Kate Estuye (Sr.), Henry Garneau (Jr.), Madison Aldrich (program alum), Henry Johnston (Sr.), Mikela Junemann (Jr.), Molly Mamay (Jr.). Photo by Victoria Bustamante of Third House Nature Center, January 6, 2019.

GCEH has sponsored high school internships in field ecology for many years now. In 2012 we began partnering with the Third House Nature Center (THNC), located at Third House, Montauk County Park, where the Big Reed Pond area of the park serves as an ideal study site.

Each fall, GCEH’s Sandy Taylor and Linda Brandi work with East Hampton High School’s science department to select students for the program. The interns then spend Sundays throughout the school year working with THNC staff to study field ecology, ornithology, botany, pond hydrology, and geology — and any other aspects of the natural world at hand. Seniors who complete the program receive a stipend of $2,000, no strings attached.

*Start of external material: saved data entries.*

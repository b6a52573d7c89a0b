//! Standard scaling (z-score normalization).
//!
//! Transforms features by removing the mean and scaling to unit variance:
//! ```text
//! z = (x - u) / s
//! ```
//! where `u` is the per-column mean and `s` the per-column population
//! standard deviation, both computed on the fit data only. Centering can be
//! disabled for sparse-like inputs such as one-hot indicator columns.

use crate::error::TransformError;
use crate::frame::NumericFrame;
use crate::preprocessing::check_columns;
use crate::preprocessing::traits::{FittedTransformer, Transformer};
use ndarray::Axis;
use serde::{Deserialize, Serialize};

/// Configuration for StandardScaler.
#[derive(Clone, Debug, Serialize, Deserialize)]
pub struct StandardScalerConfig {
    /// If true, center the data before scaling.
    pub with_mean: bool,
    /// If true, scale the data to unit variance.
    pub with_std: bool,
}

impl Default for StandardScalerConfig {
    fn default() -> Self {
        Self {
            with_mean: true,
            with_std: true,
        }
    }
}

/// Serializable parameters for a fitted StandardScaler.
#[derive(Clone, Debug, Serialize, Deserialize)]
pub struct StandardScalerParams {
    /// Configuration options.
    pub config: StandardScalerConfig,
    /// Mean of each column (zeros if `with_mean` is false).
    pub mean: Vec<f64>,
    /// Scale of each column (ones if `with_std` is false).
    pub scale: Vec<f64>,
    /// Columns seen during fit.
    pub columns: Vec<String>,
}

/// StandardScaler transformer (unfitted).
#[derive(Clone, Default)]
pub struct StandardScaler {
    config: StandardScalerConfig,
}

impl StandardScaler {
    /// Create a new StandardScaler with default configuration.
    pub fn new() -> Self {
        Self::default()
    }

    /// Set whether to center data by mean.
    pub fn with_mean(mut self, with_mean: bool) -> Self {
        self.config.with_mean = with_mean;
        self
    }

    /// Set whether to scale data to unit variance.
    pub fn with_std(mut self, with_std: bool) -> Self {
        self.config.with_std = with_std;
        self
    }
}

impl Transformer for StandardScaler {
    type Input = NumericFrame;
    type Output = NumericFrame;
    type Params = StandardScalerParams;
    type Fitted = FittedStandardScaler;

    fn fit(&self, data: &Self::Input) -> Result<Self::Fitted, TransformError> {
        let (rows, cols) = data.shape();
        if rows == 0 {
            return Err(TransformError::EmptyData(
                "cannot fit StandardScaler on empty data".to_string(),
            ));
        }

        let mean: Vec<f64> = if self.config.with_mean {
            data.data()
                .mean_axis(Axis(0))
                .ok_or_else(|| {
                    TransformError::EmptyData("cannot compute column means".to_string())
                })?
                .to_vec()
        } else {
            vec![0.0; cols]
        };

        // Population standard deviation (ddof = 0); constant columns scale by 1.
        let scale: Vec<f64> = if self.config.with_std {
            data.data()
                .std_axis(Axis(0), 0.0)
                .iter()
                .map(|&s| if s == 0.0 { 1.0 } else { s })
                .collect()
        } else {
            vec![1.0; cols]
        };

        Ok(FittedStandardScaler {
            config: self.config.clone(),
            mean,
            scale,
            columns: data.columns().to_vec(),
        })
    }

    fn fit_transform(&self, data: &Self::Input) -> Result<Self::Output, TransformError> {
        let fitted = self.fit(data)?;
        fitted.transform(data)
    }
}

/// Fitted StandardScaler ready for inference.
#[derive(Clone)]
pub struct FittedStandardScaler {
    config: StandardScalerConfig,
    mean: Vec<f64>,
    scale: Vec<f64>,
    columns: Vec<String>,
}

impl FittedStandardScaler {
    /// Get the mean of each column.
    pub fn mean(&self) -> &[f64] {
        &self.mean
    }

    /// Get the scale of each column.
    pub fn scale(&self) -> &[f64] {
        &self.scale
    }
}

impl FittedTransformer for FittedStandardScaler {
    type Input = NumericFrame;
    type Output = NumericFrame;
    type Params = StandardScalerParams;

    fn transform(&self, data: &Self::Input) -> Result<Self::Output, TransformError> {
        check_columns(&self.columns, data.columns())?;

        let mut out = data.data().clone();
        for ((_, col), v) in out.indexed_iter_mut() {
            if self.config.with_mean {
                *v -= self.mean[col];
            }
            if self.config.with_std {
                *v /= self.scale[col];
            }
        }
        NumericFrame::new(self.columns.clone(), out)
    }

    fn extract_params(&self) -> Self::Params {
        StandardScalerParams {
            config: self.config.clone(),
            mean: self.mean.clone(),
            scale: self.scale.clone(),
            columns: self.columns.clone(),
        }
    }

    fn from_params(params: Self::Params) -> Result<Self, TransformError> {
        Ok(Self {
            config: params.config,
            mean: params.mean,
            scale: params.scale,
            columns: params.columns,
        })
    }

    fn input_columns(&self) -> &[String] {
        &self.columns
    }
}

This year, we are sponsoring five students, two seniors and three juniors. This is the second year juniors have participated, and THNC hopes that, like their predecessor, Hannah Mirando, who joined as a junior and now is at Cornell studying ornithology, they will return their senior year.

Victoria Bustamante, Vice President of THNC and one of the kids’ instructors, reports that the 2019 group is fantastic – engaged, curious together, and playful, while clearly loving being outside. Recently the students surveyed the Big Reed area for a new invasive plant, Osmanthus heterophyllus, or false holly, and will be writing up their results to submit to the Long Island Botanical Society and/or the New York Flora Atlas.

The photo above shows this year’s students with Madison Aldrich, third from the left. Madison was a GCEH scholar four years ago. She is a senior majoring in environmental health at the College of Environmental Science and Forestry at SUNY in Syracuse and currently serving on the board of THNC.